Among other information, displayed are labels of the columns and the data type of each column. For example ‘float64’ refers to a floating point number, i.e., a number with a decimal point. In the Community Mobility Reports, floating point numbers are used to display the percentage mobility change for each category of places.

Accessing columns and rows in your data

Accessing columns

You can can access columns via column name and column position.

  • Accessing columns via column name

Let’s access a single column.

# Get the country column and save it to its own variable
# The double square bracket option `[[]]` gives DataFrame

mobility_trends_countries = mobility_trends[["country_region"]]
mobility_trends_countries.head()
country_region
0 United Arab Emirates
1 United Arab Emirates
2 United Arab Emirates
3 United Arab Emirates
4 United Arab Emirates
# Display the type of data structure

type(mobility_trends_countries)
pandas.core.frame.DataFrame
# The single square braket `[]` option gives Series
# pandas Series is a one-dimensional data structure or simply put, a single column

mobility_trends_countries_series = mobility_trends["country_region"].head()
# Display the type of data structure
type(mobility_trends_countries_series)
pandas.core.series.Series

Let’s now access multiple columns.
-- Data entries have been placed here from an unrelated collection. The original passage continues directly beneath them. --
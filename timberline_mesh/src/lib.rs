// Copyright 2026 the Timberline Authors
// SPDX-License-Identifier: Apache-2.0 OR MIT

//! Timberline Mesh: per-tree samples to a clipped density mesh.
//!
//! [`aggregate`] turns a list of [`TreeSample`]s into [`MeshCell`]s ready for
//! display: one axis-aligned cell per sample, sized by [`MeshSize`], kept only
//! when its center falls inside one of the boundary [`Region`]s, and shaded by
//! volume from [`MIN_OPACITY`] to [`MAX_OPACITY`].
//!
//! Cell sizes are converted to degrees with the flat 111 km per degree
//! approximation at the mean sample latitude, so cells stay square on the
//! ground at that latitude.
//!
//! ## Example
//!
//! ```rust
//! use timberline_geo::BoundingBox;
//! use timberline_mesh::{MeshSize, TreeClass, TreeSample, aggregate};
//!
//! let tree = |lat: f64, volume_m3: f64| TreeSample {
//!     lat,
//!     lon: 141.0,
//!     diameter_cm: 32.0,
//!     volume_m3,
//!     class: TreeClass::Coniferous,
//! };
//! let samples = [tree(43.0001, 0.8), tree(43.0002, 1.6), tree(43.5, 2.4)];
//! let stand = BoundingBox::new(43.0, 140.9, 43.1, 141.1);
//!
//! let layer = aggregate(&samples, MeshSize::Fixed(10.0), &[stand]);
//! assert_eq!(layer.cells.len(), 2);
//! assert_eq!(layer.cells[0].opacity, 0.4);
//! ```
//!
//! ## Features
//!
//! - `std` (default): forwards to `timberline_geo/std`.
//! - `libm`: `no_std` float math through `timberline_geo/libm`.
//! - `serde`: `Serialize`/`Deserialize` for [`TreeSample`], [`TreeClass`] and
//!   [`MeshSize`]. Samples use the analysis backend's field names.
//!
//! Aggregation statistics are reported through the `log` facade at debug level.
//!
//! This crate is `no_std` and uses `alloc`.
//!
//! [`Region`]: timberline_geo::Region

#![no_std]

extern crate alloc;

mod aggregate;
mod types;

pub use aggregate::{MAX_OPACITY, MIN_OPACITY, aggregate, opacity_for, resolve_cell_size};
pub use types::{MeshCell, MeshLayer, MeshSize, TreeClass, TreeSample};
// Copyright 2026 the Timberline Authors
// SPDX-License-Identifier: Apache-2.0 OR MIT

use alloc::vec::Vec;
use core::hash::Hash;

use hashbrown::HashMap;
use smallvec::SmallVec;
use timberline_geo::{BoundingBox, Polygon, Region};

use crate::damage::StyleDamage;

/// One selected parcel.
#[derive(Clone, Debug, PartialEq)]
pub struct ParcelSelection<K> {
    /// Caller-chosen identifier.
    pub id: K,
    /// Boundary of the parcel.
    pub polygon: Polygon,
    /// Monotonic insertion number; larger means more recent.
    pub sequence: u64,
}

#[derive(Copy, Clone, Debug, PartialEq, Eq)]
enum Mark {
    Highlighted,
    Restored,
}

/// An ordered set of selected parcels with undo.
///
/// Entries keep their insertion order; [`undo_last`](Self::undo_last) removes
/// the most recent one still present. Each id appears at most once, so
/// [`toggle`](Self::toggle) is its own inverse.
///
/// Mutations also record style transitions, which [`commit`](Self::commit)
/// hands back as a [`StyleDamage`] batch for the view to apply. The registry
/// itself is complete after every call; committing only drains the batch.
#[derive(Clone, Debug)]
pub struct SelectionRegistry<K> {
    entries: Vec<ParcelSelection<K>>,
    index: HashMap<K, u64>,
    next_sequence: u64,
    pending: SmallVec<[(K, Mark); 4]>,
}

impl<K: Hash + Eq + Clone> SelectionRegistry<K> {
    /// Create an empty registry.
    pub fn new() -> Self {
        Self {
            entries: Vec::new(),
            index: HashMap::new(),
            next_sequence: 0,
            pending: SmallVec::new(),
        }
    }

    /// Select `id` if absent, deselect it if present. Returns the new membership.
    pub fn toggle(&mut self, id: K, polygon: Polygon) -> bool {
        if let Some(sequence) = self.index.remove(&id) {
            self.remove_entry(sequence);
            self.mark(id, Mark::Restored);
            false
        } else {
            let sequence = self.next_sequence;
            self.next_sequence += 1;
            self.index.insert(id.clone(), sequence);
            self.entries.push(ParcelSelection {
                id: id.clone(),
                polygon,
                sequence,
            });
            self.mark(id, Mark::Highlighted);
            true
        }
    }

    /// Remove the most recently inserted entry. Returns its id, or `None` when
    /// the registry is empty.
    pub fn undo_last(&mut self) -> Option<K> {
        let last = self.entries.pop()?;
        self.index.remove(&last.id);
        self.mark(last.id.clone(), Mark::Restored);
        Some(last.id)
    }

    /// Remove every entry.
    pub fn clear(&mut self) {
        let entries = core::mem::take(&mut self.entries);
        self.index.clear();
        for entry in entries {
            self.mark(entry.id, Mark::Restored);
        }
    }

    /// Entries in insertion order.
    pub fn snapshot(&self) -> &[ParcelSelection<K>] {
        &self.entries
    }

    /// Whether `id` is selected.
    pub fn contains(&self, id: &K) -> bool {
        self.index.contains_key(id)
    }

    /// The entry for `id`, if selected.
    pub fn get(&self, id: &K) -> Option<&ParcelSelection<K>> {
        let sequence = *self.index.get(id)?;
        self.position(sequence).map(|i| &self.entries[i])
    }

    /// Number of selected entries.
    pub fn len(&self) -> usize {
        self.entries.len()
    }

    /// Whether nothing is selected.
    pub fn is_empty(&self) -> bool {
        self.entries.is_empty()
    }

    /// Selected ids in insertion order.
    pub fn ids(&self) -> impl Iterator<Item = &K> + '_ {
        self.entries.iter().map(|e| &e.id)
    }

    /// Selected polygons in insertion order.
    pub fn polygons(&self) -> impl Iterator<Item = &Polygon> + '_ {
        self.entries.iter().map(|e| &e.polygon)
    }

    /// Union of the selected polygons' bounding boxes, or `None` when empty.
    pub fn bounding_box(&self) -> Option<BoundingBox> {
        self.polygons()
            .map(Region::bounding_box)
            .reduce(BoundingBox::union)
    }

    /// Drain the style transitions recorded since the previous commit.
    pub fn commit(&mut self) -> StyleDamage<K> {
        let mut damage = StyleDamage::default();
        for (id, mark) in self.pending.drain(..) {
            match mark {
                Mark::Highlighted => damage.highlighted.push(id),
                Mark::Restored => damage.restored.push(id),
            }
        }
        damage
    }

    fn mark(&mut self, id: K, mark: Mark) {
        if let Some(i) = self.pending.iter().position(|(k, _)| *k == id) {
            // A reversal within the batch leaves the view where it started.
            if self.pending[i].1 != mark {
                self.pending.remove(i);
            }
        } else {
            self.pending.push((id, mark));
        }
    }

    fn position(&self, sequence: u64) -> Option<usize> {
        self.entries
            .binary_search_by_key(&sequence, |e| e.sequence)
            .ok()
    }

    fn remove_entry(&mut self, sequence: u64) {
        if let Some(i) = self.position(sequence) {
            self.entries.remove(i);
        }
    }
}

impl<K: Hash + Eq + Clone> Default for SelectionRegistry<K> {
    fn default() -> Self {
        Self::new()
    }
}
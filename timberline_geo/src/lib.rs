// Copyright 2026 the Timberline Authors
// SPDX-License-Identifier: Apache-2.0 OR MIT

//! Timberline Geo: geographic primitives for map selection.
//!
//! This crate provides the small, stateless geometry vocabulary shared by the
//! other Timberline crates:
//!
//! - [`LatLon`] – a position in degrees.
//! - [`BoundingBox`] – an axis-aligned box in degrees with union/expand helpers.
//! - [`Polygon`] – a closed ring of at least three vertices.
//! - [`Region`] – a trait for anything that can answer "is this point inside?"
//!   and report its bounding box.
//! - [`point_in_ring`] – the ray-casting inside test.
//!
//! Distances come in two flavors (see [`distance`]): great-circle meters for
//! gesture thresholds, and the flat "111 km per degree" approximation for
//! mesh sizing and area estimates. No other coordinate reference system is
//! modeled.
//!
//! ## Minimal example
//!
//! ```rust
//! use timberline_geo::{LatLon, Polygon, Region};
//!
//! let square = Polygon::new(vec![
//!     LatLon::new(0.0, 0.0),
//!     LatLon::new(0.0, 1.0),
//!     LatLon::new(1.0, 1.0),
//!     LatLon::new(1.0, 0.0),
//! ])
//! .unwrap();
//!
//! assert!(square.contains_point(LatLon::new(0.5, 0.5)));
//! assert!(!square.contains_point(LatLon::new(2.0, 2.0)));
//! ```
//!
//! ## Features
//!
//! - `std` (default): enables `std` support in `kurbo`.
//! - `libm`: `no_std` float math through `kurbo`'s `libm` feature.
//! - `serde`: `Serialize`/`Deserialize` for [`LatLon`], [`BoundingBox`] and
//!   [`Polygon`], with field names `lat`/`lon` and `min_lat`/`min_lon`/
//!   `max_lat`/`max_lon`.
//!
//! This crate is `no_std` and uses `alloc`.

#![no_std]

extern crate alloc;

pub mod distance;
mod polygon;
mod types;

pub use distance::{haversine_distance_m, lat_degrees_for, lon_degrees_for};
pub use polygon::{GeometryError, MIN_POLYGON_VERTICES, Polygon, Region, point_in_ring};
pub use types::{BoundingBox, LatLon};
// Copyright 2026 the Timberline Authors
// SPDX-License-Identifier: Apache-2.0 OR MIT

//! Timberline Selection: an ordered multi-selection registry with undo.
//!
//! [`SelectionRegistry`] tracks which parcels are selected, in the order they
//! were selected, together with each parcel's boundary polygon.
//!
//! - [`SelectionRegistry::toggle`] selects or deselects an id.
//! - [`SelectionRegistry::undo_last`] removes the most recent selection.
//! - [`SelectionRegistry::clear`] removes everything.
//! - [`SelectionRegistry::commit`] drains a [`StyleDamage`] batch listing ids
//!   whose highlight changed since the last commit.
//!
//! The registry is generic over the id type; the viewer uses `String`.
//!
//! ## Example
//!
//! ```rust
//! use timberline_geo::{BoundingBox, Polygon};
//! use timberline_selection::SelectionRegistry;
//!
//! let parcel = |lat: f64| Polygon::from_bounding_box(&BoundingBox::new(lat, 0.0, lat + 1.0, 1.0));
//!
//! let mut reg = SelectionRegistry::new();
//! reg.toggle("12-3", parcel(0.0));
//! reg.toggle("12-4", parcel(2.0));
//! let damage = reg.commit();
//! assert_eq!(damage.highlighted.len(), 2);
//!
//! assert_eq!(reg.undo_last(), Some("12-4"));
//! assert_eq!(reg.commit().restored.as_slice(), &["12-4"]);
//! ```
//!
//! This crate is `no_std` and uses `alloc`.

#![no_std]

extern crate alloc;

mod damage;
mod registry;

pub use damage::StyleDamage;
pub use registry::{ParcelSelection, SelectionRegistry};
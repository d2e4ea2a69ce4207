// Copyright 2026 the Timberline Authors
// SPDX-License-Identifier: Apache-2.0 OR MIT

//! Timberline Map: the viewer layer that ties the Timberline primitives to a map.
//!
//! [`Viewer`] owns one [`DrawingController`](timberline_draw::DrawingController)
//! and one [`SelectionRegistry`](timberline_selection::SelectionRegistry) and
//! drives a host-provided [`MapView`]:
//!
//! - pointer events go to the draw tool; previews and committed shapes become
//!   layers;
//! - parcel clicks toggle the selection, restyle outlines and refit the camera;
//! - analysis requests go out through an [`AnalysisService`] tagged with a
//!   [`RequestTicket`], and results come back through
//!   [`Viewer::apply_analysis`], which drops stale ones and renders the rest
//!   as a tree mesh.
//!
//! Parcels come from any [`ParcelSource`]; [`GeoJsonSource`] reads the forest
//! registry's GeoJSON export. Tunables live in [`ViewerConfig`], which can be
//! loaded from JSON.
//!
//! Diagnostics go through the `log` facade; install any logger to see them.
//!
//! ## Example
//!
//! ```rust
//! use timberline_geo::{BoundingBox, Polygon};
//! use timberline_map::{
//!     InteractionFlags, Layer, LayerId, MapView, Parcel, ParcelAttributes, Style, Viewer,
//!     ViewerConfig,
//! };
//! use timberline_viewport::FitRequest;
//!
//! #[derive(Default)]
//! struct Headless {
//!     fits: usize,
//! }
//!
//! impl MapView for Headless {
//!     fn add_layer(&mut self, _: Layer) {}
//!     fn remove_layer(&mut self, _: LayerId) {}
//!     fn set_style(&mut self, _: &str, _: Style) {}
//!     fn fit_bounds(&mut self, _: &FitRequest) {
//!         self.fits += 1;
//!     }
//!     fn set_interaction(&mut self, _: InteractionFlags) {}
//! }
//!
//! let parcels = vec![Parcel::new(
//!     ParcelAttributes {
//!         compartment: "0053".into(),
//!         subcompartment: "0049".into(),
//!         ..Default::default()
//!     },
//!     Polygon::from_bounding_box(&BoundingBox::new(43.0, 141.0, 43.01, 141.01)),
//! )];
//!
//! let mut view = Headless::default();
//! let mut viewer = Viewer::new(ViewerConfig::default());
//! viewer.load_parcels(&mut view, &parcels).unwrap();
//! assert_eq!(viewer.toggle_parcel(&mut view, "0053-0049"), Ok(true));
//! assert_eq!(view.fits, 1);
//! ```

mod analysis;
mod config;
mod error;
mod parcel;
mod view;
mod viewer;

pub use analysis::{
    AnalysisMode, AnalysisRequest, AnalysisResult, AnalysisService, Confidence, RequestTicket,
};
pub use config::ViewerConfig;
pub use error::{ConfigError, SourceError, ViewerError};
pub use parcel::{
    AREA_PROPERTY, COMPARTMENT_PROPERTY, GeoJsonSource, KEYCODE_PROPERTY, Parcel,
    ParcelAttributes, ParcelSource, SUBCOMPARTMENT_PROPERTY, parcels_from_geojson,
};
pub use view::{Backdrop, InteractionFlags, Layer, LayerId, MapView, Style};
pub use viewer::Viewer;
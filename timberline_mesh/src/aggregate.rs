// Copyright 2026 the Timberline Authors
// SPDX-License-Identifier: Apache-2.0 OR MIT

use alloc::vec::Vec;

use timberline_geo::distance::{axis_separation_m, lat_degrees_for, lon_degrees_for};
use timberline_geo::{BoundingBox, Region};

use crate::types::{MeshCell, MeshLayer, MeshSize, TreeSample};

/// Opacity of the lowest-volume cell.
pub const MIN_OPACITY: f64 = 0.4;
/// Opacity of the highest-volume cell.
pub const MAX_OPACITY: f64 = 0.95;

/// Volume ratio used for every sample when all volumes are equal.
const FLAT_RATIO: f64 = 0.5;

/// Resolve a [`MeshSize`] to meters for `samples`.
///
/// Non-positive or non-finite sizes fall back to
/// [`MeshSize::DEFAULT_ESTIMATE_FALLBACK_M`].
pub fn resolve_cell_size(size: MeshSize, samples: &[TreeSample]) -> f64 {
    let meters = match size {
        MeshSize::Fixed(m) => m,
        MeshSize::Estimated { fallback } => match samples {
            [first, second, ..] => {
                let (ns, ew) = axis_separation_m(first.position(), second.position());
                let estimate = ns.max(ew);
                if estimate > 0.0 { estimate } else { fallback }
            }
            _ => fallback,
        },
    };
    if meters.is_finite() && meters > 0.0 {
        meters
    } else {
        log::warn!(
            "unusable mesh size {meters} m, using {} m",
            MeshSize::DEFAULT_ESTIMATE_FALLBACK_M
        );
        MeshSize::DEFAULT_ESTIMATE_FALLBACK_M
    }
}

/// Opacity for `volume` within `[min, max]`.
pub fn opacity_for(volume: f64, min: f64, max: f64) -> f64 {
    let ratio = if max > min {
        (volume - min) / (max - min)
    } else {
        FLAT_RATIO
    };
    MIN_OPACITY + (MAX_OPACITY - MIN_OPACITY) * ratio
}

/// Aggregate `samples` into a mesh clipped to `boundaries`.
///
/// Every sample yields one cell centered on it, with a uniform step pair
/// derived from `size` and the mean sample latitude. A cell is kept when its
/// center lies inside at least one boundary; an empty `boundaries` slice keeps
/// every cell. Opacity scales with volume across all samples, including
/// those whose cells were clipped away.
///
/// Cells come back in sample order. Each call recomputes from scratch.
pub fn aggregate<R: Region>(samples: &[TreeSample], size: MeshSize, boundaries: &[R]) -> MeshLayer {
    if samples.is_empty() {
        return MeshLayer::default();
    }

    let cell_size_m = resolve_cell_size(size, samples);
    let avg_lat = samples.iter().map(|s| s.lat).sum::<f64>() / samples.len() as f64;
    let lat_step = lat_degrees_for(cell_size_m);
    let lon_step = lon_degrees_for(cell_size_m, avg_lat);

    let (min_volume, max_volume) = samples.iter().fold(
        (f64::INFINITY, f64::NEG_INFINITY),
        |(lo, hi), s| (lo.min(s.volume_m3), hi.max(s.volume_m3)),
    );

    let mut backdrop: Option<BoundingBox> = None;
    let mut cells = Vec::with_capacity(samples.len());
    for sample in samples {
        let center = sample.position();
        let bounds = BoundingBox::centered(center, lat_step, lon_step);
        backdrop = Some(backdrop.map_or(bounds, |b| b.union(bounds)));

        if !boundaries.is_empty() && !boundaries.iter().any(|r| r.contains_point(center)) {
            continue;
        }
        cells.push(MeshCell {
            bounds,
            count: 1,
            volume_m3: sample.volume_m3,
            dominant_class: sample.class,
            opacity: opacity_for(sample.volume_m3, min_volume, max_volume),
        });
    }

    log::debug!(
        "mesh: {}/{} samples kept, {cell_size_m:.1} m cells, {min_volume:.2}..{max_volume:.2} m3",
        cells.len(),
        samples.len(),
    );

    MeshLayer {
        cells,
        backdrop,
        cell_size_m,
        lat_step,
        lon_step,
    }
}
We can access multiple columns by using a Python list. We use square brakets to create a list, for example ['country_region', 'sub_region_1', 'date']. Python lists are useful as they store multiple items in the same variable.

mobility_trends[["country_region", "sub_region_1", "date"]].head()
country_region sub_region_1 date
0 United Arab Emirates NaN 2020-02-15
1 United Arab Emirates NaN 2020-02-16
2 United Arab Emirates NaN 2020-02-17
3 United Arab Emirates NaN 2020-02-18
4 United Arab Emirates NaN 2020-02-19
  • Accessing columns via column position

# Accessing columns 1, 2, adn 7 via column position and show the top five rows

mobility_trends.iloc[:, [1, 2, 7]].head()
country_region sub_region_1 place_id
0 United Arab Emirates NaN ChIJvRKrsd9IXj4RpwoIwFYv0zM
1 United Arab Emirates NaN ChIJvRKrsd9IXj4RpwoIwFYv0zM
2 United Arab Emirates NaN ChIJvRKrsd9IXj4RpwoIwFYv0zM
3 United Arab Emirates NaN ChIJvRKrsd9IXj4RpwoIwFYv0zM
4 United Arab Emirates NaN ChIJvRKrsd9IXj4RpwoIwFYv0zM
# Accessing a subset of rows and columns. We access the top 3 rows and columns 1, 2, and 7

mobility_trends.iloc[0:3, [1, 2, 7]].head()
country_region sub_region_1 place_id
0 United Arab Emirates NaN ChIJvRKrsd9IXj4RpwoIwFYv0zM
1 United Arab Emirates NaN ChIJvRKrsd9IXj4RpwoIwFYv0zM
2 United Arab Emirates NaN ChIJvRKrsd9IXj4RpwoIwFYv0zM

Hands-on exercise

  1. Create a new code cell.

  2. Access the first 100 rows and the following columns from the DataFrame mobility_trends:

    • country_region_code

    • date

    • retail_recreation

  3. Assign the output to a variable called mobility_trends_subset.

Accessing rows

Rows can be accessed via row labels df.loc and row index df.iloc.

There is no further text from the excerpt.